# Question 44dbb

Jun 28, 2015

You can balance this double replacement reaction by inspection.

#### Explanation:

The unbalanced chemical equation looks like this

$N {a}_{3} P {O}_{4 \left(a q\right)} + B a {\left(N {O}_{3}\right)}_{2 \left(a q\right)} \to N a N {O}_{\textrm{3 \left(a q\right]}} + B {a}_{3} {\left(P {O}_{4}\right)}_{2 \left(s\right)}$

The easiest way to balance this equation is to treat the phosphate, $P {O}_{4}^{3 -}$, and nitrate, NO_3""^(-)#, polyatomic ions as a single unit.

So, notice that you have 2 phosphate ions on the products' side, but only one on the reactants' side. Multiply sodium phosphate by 2 to balance the phosphate ions.

$\textcolor{red}{2} N {a}_{3} P {O}_{4 \left(a q\right)} + B a {\left(N {O}_{3}\right)}_{2 \left(a q\right)} \to N a N {O}_{\textrm{3 \left(a q\right]}} + B {a}_{3} {\left(P {O}_{4}\right)}_{\textcolor{red}{2} \left(s\right)}$

Now focus on the nitrate ions. Notice that you have 2 nitrate ions on the reactants' side, but only 1 on the products' side. Multiply sodium nitrate by 2 to balance the nitrate ions.

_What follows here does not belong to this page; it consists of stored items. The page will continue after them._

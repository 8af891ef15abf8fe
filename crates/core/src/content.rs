//! Content records: the form-level model, its wire shapes, and validation.
//!
//! [`ContentRecord`] is what the manual form edits and what the bulk
//! pipeline produces. [`NewContentItem`] and [`ContentPatch`] are the
//! request bodies the content store accepts, and [`ContentItem`] is what it
//! returns. On the wire the transformer list is a JSON-encoded string column.

use std::borrow::Cow;
use std::collections::HashSet;

use chrono::NaiveDateTime;
use serde::{Deserialize, Deserializer, Serialize};
use serde_json::{Map, Value};
use validator::{Validate, ValidationError};

use crate::error::{CoreError, CoreResult};
use crate::types::{DbId, ScriptId};

/// Node visibility applied to items that do not specify one.
pub const DEFAULT_NODE_ACCESSIBILITY: &str = "public";

// ---------------------------------------------------------------------------
// ContentType
// ---------------------------------------------------------------------------

/// Where the playable media lives.
#[derive(Debug, Clone, Copy, PartialEq, Eq, Default, Serialize, Deserialize)]
#[serde(rename_all = "snake_case")]
pub enum ContentType {
    #[default]
    LocalFile,
    RemoteUrl,
}

impl ContentType {
    /// Stable string representation matching serde's `rename_all = "snake_case"`.
    pub fn as_str(&self) -> &'static str {
        match self {
            Self::LocalFile => "local_file",
            Self::RemoteUrl => "remote_url",
        }
    }

    /// Parse a wire value. Unknown names return `None`.
    pub fn parse(value: &str) -> Option<Self> {
        match value.trim() {
            "local_file" => Some(Self::LocalFile),
            "remote_url" => Some(Self::RemoteUrl),
            _ => None,
        }
    }

    /// Resolve the content type for loader output.
    ///
    /// An explicit, recognised type wins. Otherwise anything that carried a
    /// path or URL is treated as remote and everything else as a local file.
    pub fn derive(explicit: Option<&str>, has_path: bool) -> Self {
        match explicit.and_then(Self::parse) {
            Some(kind) => kind,
            None if has_path => Self::RemoteUrl,
            None => Self::LocalFile,
        }
    }
}

impl std::fmt::Display for ContentType {
    fn fmt(&self, f: &mut std::fmt::Formatter<'_>) -> std::fmt::Result {
        f.write_str(self.as_str())
    }
}

// ---------------------------------------------------------------------------
// Transformer attachments
// ---------------------------------------------------------------------------

/// A transformer script attached to a content item, with its arguments.
#[derive(Debug, Clone, PartialEq, Serialize, Deserialize)]
pub struct TransformerScriptRef {
    #[serde(rename = "scriptId")]
    pub script_id: ScriptId,
    #[serde(default)]
    pub args: Map<String, Value>,
}

impl TransformerScriptRef {
    pub fn new(script_id: ScriptId) -> Self {
        Self {
            script_id,
            args: Map::new(),
        }
    }
}

/// Encode a transformer list into the string column the store expects.
///
/// Empty and absent lists both encode as `None`.
pub fn encode_transformers(scripts: Option<&[TransformerScriptRef]>) -> Option<String> {
    match scripts {
        Some(list) if !list.is_empty() => serde_json::to_string(list).ok(),
        _ => None,
    }
}

/// Decode the stored string column. Unparseable text decodes to `None`.
pub fn decode_transformers(raw: Option<&str>) -> Option<Vec<TransformerScriptRef>> {
    let raw = raw?.trim();
    if raw.is_empty() {
        return None;
    }
    serde_json::from_str::<Vec<TransformerScriptRef>>(raw)
        .ok()
        .filter(|list| !list.is_empty())
}

// ---------------------------------------------------------------------------
// ContentRecord
// ---------------------------------------------------------------------------

/// The editable content record.
#[derive(Debug, Clone, PartialEq, Serialize, Deserialize, Validate)]
#[validate(schema(function = "validate_unique_transformers"))]
pub struct ContentRecord {
    pub title: String,
    pub description: Option<String>,
    pub content_type: ContentType,
    #[validate(length(min = 1, message = "content path must not be empty"))]
    pub content_path: String,
    pub duration_minutes: Option<i32>,
    pub tags: Option<String>,
    pub node_accessibility: Option<String>,
    pub is_dj_accessible: bool,
    pub transformer_scripts: Option<Vec<TransformerScriptRef>>,
}

impl Default for ContentRecord {
    fn default() -> Self {
        Self {
            title: String::new(),
            description: None,
            content_type: ContentType::default(),
            content_path: String::new(),
            duration_minutes: None,
            tags: None,
            node_accessibility: Some(DEFAULT_NODE_ACCESSIBILITY.to_string()),
            is_dj_accessible: false,
            transformer_scripts: None,
        }
    }
}

fn validate_unique_transformers(record: &ContentRecord) -> Result<(), ValidationError> {
    let Some(scripts) = &record.transformer_scripts else {
        return Ok(());
    };
    let mut seen = HashSet::new();
    for script in scripts {
        if !seen.insert(script.script_id) {
            return Err(ValidationError::new("duplicate_transformer").with_message(Cow::Owned(
                format!("transformer script {} is attached twice", script.script_id),
            )));
        }
    }
    Ok(())
}

impl ContentRecord {
    /// Check the persistence invariants (non-empty path, unique transformers).
    pub fn check(&self) -> CoreResult<()> {
        self.validate().map_err(CoreError::from)
    }

    /// Attach a transformer script. Each script may be attached once.
    pub fn attach_transformer(&mut self, script: TransformerScriptRef) -> CoreResult<()> {
        let scripts = self.transformer_scripts.get_or_insert_with(Vec::new);
        if scripts.iter().any(|s| s.script_id == script.script_id) {
            return Err(CoreError::Conflict(format!(
                "transformer script {} is already attached",
                script.script_id
            )));
        }
        scripts.push(script);
        Ok(())
    }

    /// Remove a transformer script; an emptied list collapses to `None`.
    pub fn detach_transformer(&mut self, script_id: ScriptId) -> CoreResult<TransformerScriptRef> {
        let not_found = || CoreError::NotFound {
            entity: "transformer script",
            id: script_id,
        };
        let scripts = self.transformer_scripts.as_mut().ok_or_else(not_found)?;
        let position = scripts
            .iter()
            .position(|s| s.script_id == script_id)
            .ok_or_else(not_found)?;
        let removed = scripts.remove(position);
        if scripts.is_empty() {
            self.transformer_scripts = None;
        }
        Ok(removed)
    }

    /// Replace the arguments of an attached transformer script.
    pub fn set_transformer_args(
        &mut self,
        script_id: ScriptId,
        args: Map<String, Value>,
    ) -> CoreResult<()> {
        let script = self
            .transformer_scripts
            .as_mut()
            .and_then(|list| list.iter_mut().find(|s| s.script_id == script_id))
            .ok_or(CoreError::NotFound {
                entity: "transformer script",
                id: script_id,
            })?;
        script.args = args;
        Ok(())
    }
}

// ---------------------------------------------------------------------------
// Wire shapes
// ---------------------------------------------------------------------------

/// Request body for creating a content item.
#[derive(Debug, Clone, PartialEq, Serialize, Deserialize)]
pub struct NewContentItem {
    pub title: String,
    pub description: Option<String>,
    pub content_type: String,
    pub content_path: String,
    pub duration_minutes: Option<i32>,
    pub tags: Option<String>,
    pub node_accessibility: Option<String>,
    pub transformer_scripts: Option<String>,
    pub is_dj_accessible: bool,
}

impl From<&ContentRecord> for NewContentItem {
    fn from(record: &ContentRecord) -> Self {
        Self {
            title: record.title.clone(),
            description: record.description.clone(),
            content_type: record.content_type.as_str().to_string(),
            content_path: record.content_path.clone(),
            duration_minutes: record.duration_minutes,
            tags: record.tags.clone(),
            node_accessibility: record.node_accessibility.clone(),
            transformer_scripts: encode_transformers(record.transformer_scripts.as_deref()),
            is_dj_accessible: record.is_dj_accessible,
        }
    }
}

/// Partial update for an existing content item.
///
/// An outer `None` leaves the stored value alone and is omitted from the
/// body. Nullable columns use `Option<Option<T>>`: `Some(None)` is sent as
/// `null` and clears the value.
#[derive(Debug, Clone, Default, PartialEq, Serialize, Deserialize)]
pub struct ContentPatch {
    #[serde(default, skip_serializing_if = "Option::is_none")]
    pub title: Option<String>,
    #[serde(default, deserialize_with = "nullable", skip_serializing_if = "Option::is_none")]
    pub description: Option<Option<String>>,
    #[serde(default, skip_serializing_if = "Option::is_none")]
    pub content_type: Option<String>,
    #[serde(default, skip_serializing_if = "Option::is_none")]
    pub content_path: Option<String>,
    #[serde(default, deserialize_with = "nullable", skip_serializing_if = "Option::is_none")]
    pub duration_minutes: Option<Option<i32>>,
    #[serde(default, deserialize_with = "nullable", skip_serializing_if = "Option::is_none")]
    pub tags: Option<Option<String>>,
    #[serde(default, deserialize_with = "nullable", skip_serializing_if = "Option::is_none")]
    pub node_accessibility: Option<Option<String>>,
    #[serde(default, deserialize_with = "nullable", skip_serializing_if = "Option::is_none")]
    pub transformer_scripts: Option<Option<String>>,
    #[serde(default, skip_serializing_if = "Option::is_none")]
    pub is_dj_accessible: Option<bool>,
}

/// Keep an explicit `null` as `Some(None)`; an absent key stays `None` via `default`.
fn nullable<'de, D, T>(deserializer: D) -> Result<Option<Option<T>>, D::Error>
where
    D: Deserializer<'de>,
    T: Deserialize<'de>,
{
    Option::<T>::deserialize(deserializer).map(Some)
}

impl From<&ContentRecord> for ContentPatch {
    /// A full replacement: every field is present, cleared ones as `null`.
    fn from(record: &ContentRecord) -> Self {
        let full = NewContentItem::from(record);
        Self {
            title: Some(full.title),
            description: Some(full.description),
            content_type: Some(full.content_type),
            content_path: Some(full.content_path),
            duration_minutes: Some(full.duration_minutes),
            tags: Some(full.tags),
            node_accessibility: Some(full.node_accessibility),
            transformer_scripts: Some(full.transformer_scripts),
            is_dj_accessible: Some(full.is_dj_accessible),
        }
    }
}

/// A persisted content item as returned by the store.
#[derive(Debug, Clone, PartialEq, Serialize, Deserialize)]
pub struct ContentItem {
    pub id: DbId,
    pub title: String,
    #[serde(default)]
    pub description: Option<String>,
    pub content_type: String,
    pub content_path: String,
    #[serde(default)]
    pub duration_minutes: Option<i32>,
    #[serde(default)]
    pub tags: Option<String>,
    #[serde(default)]
    pub node_accessibility: Option<String>,
    #[serde(default)]
    pub transformer_scripts: Option<String>,
    #[serde(default)]
    pub is_dj_accessible: bool,
    #[serde(default)]
    pub created_at: Option<NaiveDateTime>,
    #[serde(default)]
    pub updated_at: Option<NaiveDateTime>,
}

impl ContentItem {
    /// Rebuild the editable form record for this item.
    pub fn to_record(&self) -> ContentRecord {
        ContentRecord {
            title: self.title.clone(),
            description: self.description.clone(),
            content_type: ContentType::derive(
                Some(&self.content_type),
                !self.content_path.trim().is_empty(),
            ),
            content_path: self.content_path.clone(),
            duration_minutes: self.duration_minutes,
            tags: self.tags.clone(),
            node_accessibility: self.node_accessibility.clone(),
            is_dj_accessible: self.is_dj_accessible,
            transformer_scripts: decode_transformers(self.transformer_scripts.as_deref()),
        }
    }
}

// ---------------------------------------------------------------------------
// Tests
// ---------------------------------------------------------------------------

$\textcolor{red}{2} N {a}_{3} P {O}_{4 \left(a q\right)} + B a {\left(N {O}_{3}\right)}_{2 \left(a q\right)} \to \textcolor{g r e e n}{2} N a N {O}_{\textrm{3 \left(a q\right]}} + B {a}_{3} {\left(P {O}_{4}\right)}_{\textcolor{red}{2} \left(s\right)}$

Now focus on the sodium and barium atoms. Notice that you have 6 sodium atoms on the reactants' side, but only 2 on the products' side $\to$ multiply the sodium nitrate by 3 to balance the sodium atoms.

$\textcolor{red}{2} N {a}_{3} P {O}_{4 \left(a q\right)} + B a {\left(N {O}_{3}\right)}_{2 \left(a q\right)} \to \textcolor{g r e e n}{6} N a N {O}_{\textrm{3 \left(a q\right]}} + B {a}_{3} {\left(P {O}_{4}\right)}_{\textcolor{red}{2} \left(s\right)}$

Now the nitrate ions are unbalanced. Multiply the barium nitrate by 3 to balance the 6 nitrate ions on the products' side with the those on the reactants' side.

$\textcolor{red}{2} N {a}_{3} P {O}_{4 \left(a q\right)} + \textcolor{b l u e}{3} B a {\left(N {O}_{3}\right)}_{2 \left(a q\right)} \to \textcolor{g r e e n}{6} N a N {O}_{\textrm{3 \left(a q\right]}} + B {a}_{3} {\left(P {O}_{4}\right)}_{\textcolor{red}{2} \left(s\right)}$

As it turns out, the barium atoms are balanced, 3 on the reactants' side and 3 on the products' side.